EXERCISE DETAILS →
Even where a record seems odd, copy it exactly as it appears below.

[Opening DATA SUPPLIED section]

//! Error types for the keyforge issuance engine.
//!
//! Every failure in the engine maps to exactly one [`LicenseError`] variant so
//! that callers (the CLI, the HTTP adapter, or embedding applications) can
//! branch on the kind without parsing messages. Nothing in the engine retries
//! or swallows an error; each one is terminal for the call that produced it.
//!
//! Messages are safe to show an operator: key material never appears in them.

use thiserror::Error;

/// Result type used throughout the issuance engine.
pub type LicenseResult<T> = Result<T, LicenseError>;

/// Errors produced by the license issuance engine.
#[derive(Debug, Error)]
pub enum LicenseError {
    /// No private key could be located from any configured source.
    #[error("no key material available: {0}")]
    KeyMaterialMissing(String),

    /// A file-sourced key was malformed. File keys are expected to be
    /// well-formed PEM; a corrupted on-disk key indicates operator error, so
    /// no recovery is attempted.
    #[error("private key file is malformed: {0}")]
    KeyFormat(String),

    /// An environment-sourced key could not be parsed even after the PEM
    /// reconstruction heuristic was applied.
    #[error("private key could not be parsed: {0}")]
    KeyParse(String),

    /// The key material decoded cleanly but is not an RSA private key.
    #[error("unsupported key type: {0}")]
    UnsupportedKeyType(String),

    /// The machine identifier failed validation (empty or blank).
    #[error("invalid machine id: {0}")]
    InvalidMachineId(String),

    /// The expiry date string did not match the strict `YYYY-MM-DD` format
    /// or named an impossible calendar date.
    #[error("invalid expiry date: {0}")]
    DateFormat(String),

    /// The computed expiry instant violates the issuance policy (already in
    /// the past, or beyond the configured horizon).
    #[error("expiry date out of range: {0}")]
    ExpiryOutOfRange(String),

    /// The signature operation itself failed. Never retried; retrying a
    /// signing operation has no corrective value.
    #[error("signing failed: {0}")]
    Signing(String),

    /// Payload or license serialization / compression failed.
    #[error("serialization failed: {0}")]
    Serialization(String),

    /// A token string could not be decoded back into a license.
    #[error("token decode failed: {0}")]
    TokenDecode(String),

    /// RSA key pair generation failed.
    #[error("key generation failed: {0}")]
    KeyGeneration(String),

    /// Configuration could not be loaded or failed validation.
    #[error("configuration error: {0}")]
    Config(String),

    /// Filesystem I/O failure outside of key parsing (key pair persistence).
    #[error("i/o error: {0}")]
    Io(String),
}

impl LicenseError {
    /// Stable machine-readable code for this error kind.
    ///
    /// These strings are part of the API surface (they appear in HTTP error
    /// bodies) and must not change between releases.
    pub fn code(&self) -> &'static str {
        match self {
            LicenseError::KeyMaterialMissing(_) => "KEY_MATERIAL_MISSING",
            LicenseError::KeyFormat(_) => "KEY_FORMAT_ERROR",
            LicenseError::KeyParse(_) => "KEY_PARSE_ERROR",
            LicenseError::UnsupportedKeyType(_) => "UNSUPPORTED_KEY_TYPE",
            LicenseError::InvalidMachineId(_) => "INVALID_MACHINE_ID",
            LicenseError::DateFormat(_) => "DATE_FORMAT_ERROR",
            LicenseError::ExpiryOutOfRange(_) => "EXPIRY_OUT_OF_RANGE",
            LicenseError::Signing(_) => "SIGNING_ERROR",
            LicenseError::Serialization(_) => "SERIALIZATION_ERROR",
            LicenseError::TokenDecode(_) => "TOKEN_DECODE_ERROR",
            LicenseError::KeyGeneration(_) => "KEY_GENERATION_ERROR",
            LicenseError::Config(_) => "CONFIG_ERROR",
            LicenseError::Io(_) => "IO_ERROR",
        }
    }

    /// True when the error was caused by caller-supplied input rather than
    /// server-side state. Used by the HTTP adapter for status mapping.
    pub fn is_client_error(&self) -> bool {
        matches!(
            self,
            LicenseError::InvalidMachineId(_)
                | LicenseError::DateFormat(_)
                | LicenseError::ExpiryOutOfRange(_)
                | LicenseError::TokenDecode(_)
        )
    }
}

[Closing DATA SUPPLIED section]

COMPLETED EXERCISE →
//! Error types for the keyforge issuance engine.
//!
//! Every failure in the engine maps to exactly one [`LicenseError`] variant so
//! that callers (the CLI, the HTTP adapter, or embedding applications) can
//! branch on the kind without parsing messages. Nothing in the engine retries
//! or swallows an error; each one is terminal for the call that produced it.
//!
//! Messages are safe to show an operator: key material never appears in them.

use thiserror::Error;

/// Result type used throughout the issuance engine.
pub type LicenseResult<T> = Result<T, LicenseError>;

/// Errors produced by the license issuance engine.
#[derive(Debug, Error)]
pub enum LicenseError {
    /// No private key could be located from any configured source.
    #[error("no key material available: {0}")]
    KeyMaterialMissing(String),

    /// A file-sourced key was malformed. File keys are expected to be
    /// well-formed PEM; a corrupted on-disk key indicates operator error, so
    /// no recovery is attempted.
    #[error("private key file is malformed: {0}")]
    KeyFormat(String),

    /// An environment-sourced key could not be parsed even after the PEM
    /// reconstruction heuristic was applied.
    #[error("private key could not be parsed: {0}")]
    KeyParse(String),

    /// The key material decoded cleanly but is not an RSA private key.
    #[error("unsupported key type: {0}")]
    UnsupportedKeyType(String),

    /// The machine identifier failed validation (empty or blank).
    #[error("invalid machine id: {0}")]
    InvalidMachineId(String),

    /// The expiry date string did not match the strict `YYYY-MM-DD` format
    /// or named an impossible calendar date.
    #[error("invalid expiry date: {0}")]
    DateFormat(String),

    /// The computed expiry instant violates the issuance policy (already in
    /// the past, or beyond the configured horizon).
    #[error("expiry date out of range: {0}")]
    ExpiryOutOfRange(String),

    /// The signature operation itself failed. Never retried; retrying a
    /// signing operation has no corrective value.
    #[error("signing failed: {0}")]
    Signing(String),

    /// Payload or license serialization / compression failed.
    #[error("serialization failed: {0}")]
    Serialization(String),

    /// A token string could not be decoded back into a license.
    #[error("token decode failed: {0}")]
    TokenDecode(String),

    /// RSA key pair generation failed.
    #[error("key generation failed: {0}")]
    KeyGeneration(String),

    /// Configuration could not be loaded or failed validation.
    #[error("configuration error: {0}")]
    Config(String),

    /// Filesystem I/O failure outside of key parsing (key pair persistence).
    #[error("i/o error: {0}")]
    Io(String),
}

impl LicenseError {
    /// Stable machine-readable code for this error kind.
    ///
    /// These strings are part of the API surface (they appear in HTTP error
    /// bodies) and must not change between releases.
    pub fn code(&self) -> &'static str {
        match self {
            LicenseError::KeyMaterialMissing(_) => "KEY_MATERIAL_MISSING",
            LicenseError::KeyFormat(_) => "KEY_FORMAT_ERROR",
            LicenseError::KeyParse(_) => "KEY_PARSE_ERROR",
            LicenseError::UnsupportedKeyType(_) => "UNSUPPORTED_KEY_TYPE",
            LicenseError::InvalidMachineId(_) => "INVALID_MACHINE_ID",
            LicenseError::DateFormat(_) => "DATE_FORMAT_ERROR",
            LicenseError::ExpiryOutOfRange(_) => "EXPIRY_OUT_OF_RANGE",
            LicenseError::Signing(_) => "SIGNING_ERROR",
            LicenseError::Serialization(_) => "SERIALIZATION_ERROR",
            LicenseError::TokenDecode(_) => "TOKEN_DECODE_ERROR",
            LicenseError::KeyGeneration(_) => "KEY_GENERATION_ERROR",
            LicenseError::Config(_) => "CONFIG_ERROR",
            LicenseError::Io(_) => "IO_ERROR",
        }
    }

    /// True when the error was caused by caller-supplied input rather than
    /// server-side state. Used by the HTTP adapter for status mapping.
    pub fn is_client_error(&self) -> bool {
        matches!(
            self,
            LicenseError::InvalidMachineId(_)
                | LicenseError::DateFormat(_)
                | LicenseError::ExpiryOutOfRange(_)
                | LicenseError::TokenDecode(_)
        )
    }
}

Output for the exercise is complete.